Methods:  The effect of moderate hepatic impairment on DTG pharmacokinetics was evaluated in a single-dose, open-label, parallel group study. We enrolled 8 adult males and females with moderate hepatic impairment as determined by Child-Pugh classification score of 7-9 (Class B) and 8 matched healthy control subjects with normal hepatic function. Control subjects were matched for gender, age, and body mass index. Subjects received DTG 50 mg as a single dose in the fasted state followed by serial pharmacokinetic sampling for 72 hours. DTG unbound concentrations at 3 and 24 hours after dosing were determined by equilibrium dialysis. Non-compartmental pharmacokinetic analysis was performed; geometric least squares (GLS) mean ratios and 90% confidence intervals (CI) were generated by the mixed effect model with gender, age, and body mass index as co-variates for treatment comparison.
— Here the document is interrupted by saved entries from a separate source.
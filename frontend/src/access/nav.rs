use std::sync::OnceLock;

pub const DASHBOARD: &str = "Dashboard";
pub const LEAD_MANAGEMENT: &str = "Lead Management";
pub const PROJECT_MANAGEMENT: &str = "Project Management";
pub const EMPLOYEE_MANAGEMENT: &str = "Employee Management";
pub const BOOKINGS: &str = "Bookings";
pub const PARTNERS: &str = "Partners";
pub const BUILDERS: &str = "Builders";
pub const QUERIES: &str = "Queries";
pub const SUPPORT: &str = "Support";
pub const PROFILE: &str = "Profile";

pub const ADD_NEW_LEAD: &str = "Add New Lead";
pub const ADD_PROJECTS: &str = "Add Projects";

#[derive(Debug, Clone, PartialEq, Eq)]
pub struct NavItem {
    pub name: &'static str,
    pub path: Option<&'static str>,
    pub sub_items: Vec<NavItem>,
}

impl NavItem {
    pub fn link(name: &'static str, path: &'static str) -> Self {
        Self {
            name,
            path: Some(path),
            sub_items: Vec::new(),
        }
    }

    pub fn group(name: &'static str, sub_items: Vec<NavItem>) -> Self {
        Self {
            name,
            path: None,
            sub_items,
        }
    }

    fn walk<'a>(&'a self, out: &mut Vec<&'a NavItem>) {
        out.push(self);
        for child in &self.sub_items {
            child.walk(out);
        }
    }
}

fn build_nav_tree() -> Vec<NavItem> {
    vec![
        NavItem::link(DASHBOARD, "/dashboard"),
        NavItem::group(
            LEAD_MANAGEMENT,
            vec![
                NavItem::link("All Leads", "/leads"),
                NavItem::link(ADD_NEW_LEAD, "/leads/new"),
                NavItem::link("Assigned Leads", "/leads/assigned"),
            ],
        ),
        NavItem::group(
            PROJECT_MANAGEMENT,
            vec![
                NavItem::link("All Projects", "/projects"),
                NavItem::link(ADD_PROJECTS, "/projects/new"),
                NavItem::group(
                    "Location",
                    vec![
                        NavItem::link("Cities", "/locations/cities"),
                        NavItem::link("Localities", "/locations/localities"),
                    ],
                ),
            ],
        ),
        NavItem::group(
            EMPLOYEE_MANAGEMENT,
            vec![
                NavItem::link("All Employees", "/employees"),
                NavItem::link("Add Employee", "/employees/new"),
            ],
        ),
        NavItem::link(BOOKINGS, "/bookings"),
        NavItem::group(
            PARTNERS,
            vec![
                NavItem::link("Channel Partner List", "/partners"),
                NavItem::link("Partner Requests", "/partners/requests"),
            ],
        ),
        NavItem::link(BUILDERS, "/builders"),
        NavItem::link(QUERIES, "/queries"),
        NavItem::group(
            SUPPORT,
            vec![
                NavItem::link("Tickets", "/support"),
                NavItem::link("Raise Ticket", "/support/new"),
            ],
        ),
        NavItem::link(PROFILE, "/profile"),
    ]
}

/// The complete admin menu, built once and shared read-only.
pub fn nav_tree() -> &'static [NavItem] {
    static TREE: OnceLock<Vec<NavItem>> = OnceLock::new();
    TREE.get_or_init(build_nav_tree)
}

/// Depth-first, pre-order flattening of `items`.
pub fn flatten(items: &[NavItem]) -> Vec<&NavItem> {
    let mut out = Vec::new();
    for item in items {
        item.walk(&mut out);
    }
    out
}

pub fn find_by_path<'a>(items: &'a [NavItem], path: &str) -> Option<&'a NavItem> {
    let path = path.trim_end_matches('/');
    flatten(items).into_iter().find(|item| item.path == Some(path))
}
Results:  DTG pharmacokinetics parameters using total plasma DTG concentration were similar between subjects with moderate hepatic impairment and matched healthy subjects. The geometric mean ratio (90% confidence interval) for AUC (0-∞), C_max, C24, CL/F, and t1/2 were 1.05 (0.74 to 1.49), 1.02 (0.75 to 1.37), 1.04 (0.73 to 1.48), 0.95 (0.67 to 1.34), and 1.04 (0.84 to 1.27), respectively. The percentage of unbound DTG was slightly higher in moderate hepatic impairment subjects (range 0.21% to 0.8%) compared with healthy subjects (range 0.18% to 0.3%); this correlated with lower serum albumin concentrations. Such small differences in unbound DTG concentrations are not considered clinically significant. DTG was generally well tolerated in both hepatically impaired and healthy subjects, without serious adverse events or withdrawals due to adverse events. All adverse events were reported as mild (grade 1) in severity; headache was the only adverse event reported in >1 subject, which was in the healthy group.

Conclusions:  Plasma exposures of DTG in moderate hepatically impaired subjects were similar to those in healthy subjects. No dose adjustment of DTG is required for subjects with mild to moderate hepatic impairment.